Requirement: What lines of the material below include the string "define"? Copy all of them.

--------

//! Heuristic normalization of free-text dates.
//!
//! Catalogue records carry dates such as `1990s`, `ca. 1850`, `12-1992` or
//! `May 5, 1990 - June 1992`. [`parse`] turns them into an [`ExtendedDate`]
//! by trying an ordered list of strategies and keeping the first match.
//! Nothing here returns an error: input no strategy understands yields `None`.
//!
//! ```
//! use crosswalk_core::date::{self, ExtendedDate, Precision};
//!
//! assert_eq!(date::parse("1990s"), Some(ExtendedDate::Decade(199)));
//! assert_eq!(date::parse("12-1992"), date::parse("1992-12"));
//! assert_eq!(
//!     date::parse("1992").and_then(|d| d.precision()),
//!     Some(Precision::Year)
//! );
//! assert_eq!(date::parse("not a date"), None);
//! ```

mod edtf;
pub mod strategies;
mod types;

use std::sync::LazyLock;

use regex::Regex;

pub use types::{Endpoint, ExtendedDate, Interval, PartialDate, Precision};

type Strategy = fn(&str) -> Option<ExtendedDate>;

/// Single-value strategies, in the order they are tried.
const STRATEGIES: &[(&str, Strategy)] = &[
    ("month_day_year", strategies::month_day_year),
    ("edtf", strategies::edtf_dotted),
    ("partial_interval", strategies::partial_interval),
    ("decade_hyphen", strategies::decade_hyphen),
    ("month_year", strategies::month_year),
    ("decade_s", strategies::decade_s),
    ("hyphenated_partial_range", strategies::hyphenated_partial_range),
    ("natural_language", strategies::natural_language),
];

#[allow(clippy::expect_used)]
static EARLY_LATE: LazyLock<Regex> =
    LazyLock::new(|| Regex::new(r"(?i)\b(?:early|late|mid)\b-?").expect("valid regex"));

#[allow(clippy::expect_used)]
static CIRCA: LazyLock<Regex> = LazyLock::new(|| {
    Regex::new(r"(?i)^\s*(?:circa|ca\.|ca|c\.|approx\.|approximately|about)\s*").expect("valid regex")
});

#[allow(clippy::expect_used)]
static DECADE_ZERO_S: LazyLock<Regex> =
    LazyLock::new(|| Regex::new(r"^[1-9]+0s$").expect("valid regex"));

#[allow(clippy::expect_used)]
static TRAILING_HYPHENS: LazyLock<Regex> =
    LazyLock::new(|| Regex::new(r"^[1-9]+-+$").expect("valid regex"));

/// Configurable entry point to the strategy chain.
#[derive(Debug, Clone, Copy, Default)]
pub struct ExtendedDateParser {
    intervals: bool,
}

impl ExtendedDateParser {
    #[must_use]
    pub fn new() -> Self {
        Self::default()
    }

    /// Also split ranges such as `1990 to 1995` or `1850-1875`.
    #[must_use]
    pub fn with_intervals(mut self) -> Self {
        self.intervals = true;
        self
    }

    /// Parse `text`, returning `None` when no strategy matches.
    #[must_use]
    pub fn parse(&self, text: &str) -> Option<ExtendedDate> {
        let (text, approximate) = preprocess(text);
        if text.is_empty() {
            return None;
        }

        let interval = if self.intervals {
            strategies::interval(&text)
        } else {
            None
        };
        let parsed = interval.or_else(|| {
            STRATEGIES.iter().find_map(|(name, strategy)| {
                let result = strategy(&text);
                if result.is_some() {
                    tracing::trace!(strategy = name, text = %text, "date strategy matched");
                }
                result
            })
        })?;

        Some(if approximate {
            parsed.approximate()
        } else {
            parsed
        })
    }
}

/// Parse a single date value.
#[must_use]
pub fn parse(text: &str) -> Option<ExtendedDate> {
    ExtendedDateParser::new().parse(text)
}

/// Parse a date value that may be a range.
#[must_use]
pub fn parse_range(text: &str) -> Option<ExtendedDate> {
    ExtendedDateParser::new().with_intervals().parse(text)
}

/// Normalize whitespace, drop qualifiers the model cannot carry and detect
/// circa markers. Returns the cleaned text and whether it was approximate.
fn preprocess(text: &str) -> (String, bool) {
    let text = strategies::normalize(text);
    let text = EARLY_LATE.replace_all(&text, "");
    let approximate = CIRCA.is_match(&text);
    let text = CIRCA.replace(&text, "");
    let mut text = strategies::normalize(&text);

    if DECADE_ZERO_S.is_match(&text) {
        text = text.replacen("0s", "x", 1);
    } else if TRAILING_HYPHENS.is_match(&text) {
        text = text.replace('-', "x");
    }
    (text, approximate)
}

--------

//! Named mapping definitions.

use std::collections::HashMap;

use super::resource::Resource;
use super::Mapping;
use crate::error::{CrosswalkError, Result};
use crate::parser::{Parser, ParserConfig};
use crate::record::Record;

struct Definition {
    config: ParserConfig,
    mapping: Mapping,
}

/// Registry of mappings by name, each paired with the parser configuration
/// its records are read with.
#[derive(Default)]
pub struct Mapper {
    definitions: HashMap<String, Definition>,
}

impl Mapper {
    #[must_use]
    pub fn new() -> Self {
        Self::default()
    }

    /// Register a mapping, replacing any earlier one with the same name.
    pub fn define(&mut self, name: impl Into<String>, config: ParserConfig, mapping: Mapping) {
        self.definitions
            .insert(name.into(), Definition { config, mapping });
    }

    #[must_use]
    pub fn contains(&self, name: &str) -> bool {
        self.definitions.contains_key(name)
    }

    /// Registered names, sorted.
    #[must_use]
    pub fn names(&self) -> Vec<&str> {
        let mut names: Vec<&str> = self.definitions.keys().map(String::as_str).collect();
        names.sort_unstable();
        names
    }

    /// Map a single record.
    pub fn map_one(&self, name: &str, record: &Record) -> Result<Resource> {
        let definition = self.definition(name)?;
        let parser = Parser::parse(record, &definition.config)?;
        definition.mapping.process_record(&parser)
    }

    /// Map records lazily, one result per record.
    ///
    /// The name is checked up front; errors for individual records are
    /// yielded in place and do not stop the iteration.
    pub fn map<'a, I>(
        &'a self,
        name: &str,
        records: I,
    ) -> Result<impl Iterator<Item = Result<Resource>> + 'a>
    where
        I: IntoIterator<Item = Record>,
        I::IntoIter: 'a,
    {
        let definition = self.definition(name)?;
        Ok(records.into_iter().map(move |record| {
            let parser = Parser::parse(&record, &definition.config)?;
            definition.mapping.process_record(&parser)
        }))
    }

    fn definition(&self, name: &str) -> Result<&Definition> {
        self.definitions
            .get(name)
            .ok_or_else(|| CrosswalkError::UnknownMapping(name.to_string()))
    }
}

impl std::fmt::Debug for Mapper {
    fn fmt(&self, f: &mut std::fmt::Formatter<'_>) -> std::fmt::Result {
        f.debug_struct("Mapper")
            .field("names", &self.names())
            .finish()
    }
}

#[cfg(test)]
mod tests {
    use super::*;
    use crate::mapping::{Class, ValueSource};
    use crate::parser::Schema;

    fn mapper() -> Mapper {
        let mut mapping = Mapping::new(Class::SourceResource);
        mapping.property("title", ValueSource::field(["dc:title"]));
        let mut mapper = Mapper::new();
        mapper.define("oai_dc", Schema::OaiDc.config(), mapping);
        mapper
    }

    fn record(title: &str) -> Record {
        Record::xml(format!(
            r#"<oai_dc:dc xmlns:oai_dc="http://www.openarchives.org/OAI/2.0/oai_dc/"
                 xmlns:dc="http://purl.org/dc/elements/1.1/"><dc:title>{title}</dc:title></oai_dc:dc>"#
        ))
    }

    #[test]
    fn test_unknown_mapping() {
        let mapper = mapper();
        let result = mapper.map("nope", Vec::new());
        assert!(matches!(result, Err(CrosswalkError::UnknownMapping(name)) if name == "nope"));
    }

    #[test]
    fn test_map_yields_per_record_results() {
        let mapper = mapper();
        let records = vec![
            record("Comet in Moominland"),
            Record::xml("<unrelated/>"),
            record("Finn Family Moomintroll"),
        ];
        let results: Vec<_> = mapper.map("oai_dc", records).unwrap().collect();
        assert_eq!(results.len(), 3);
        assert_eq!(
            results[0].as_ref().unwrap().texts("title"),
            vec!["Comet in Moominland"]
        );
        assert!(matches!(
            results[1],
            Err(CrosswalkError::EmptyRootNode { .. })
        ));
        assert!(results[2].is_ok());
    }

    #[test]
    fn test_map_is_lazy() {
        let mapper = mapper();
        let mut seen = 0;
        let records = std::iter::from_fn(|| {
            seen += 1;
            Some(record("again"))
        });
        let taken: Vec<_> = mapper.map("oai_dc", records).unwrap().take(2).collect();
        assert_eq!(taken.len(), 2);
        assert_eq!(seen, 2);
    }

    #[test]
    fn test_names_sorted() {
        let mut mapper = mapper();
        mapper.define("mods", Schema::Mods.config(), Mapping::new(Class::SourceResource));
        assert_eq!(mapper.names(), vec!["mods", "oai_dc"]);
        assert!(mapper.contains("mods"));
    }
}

--------

Answer for this exercise:
    pub fn define(&mut self, name: impl Into<String>, config: ParserConfig, mapping: Mapping) {
        mapper.define("oai_dc", Schema::OaiDc.config(), mapping);
        mapper.define("mods", Schema::Mods.config(), Mapping::new(Class::SourceResource));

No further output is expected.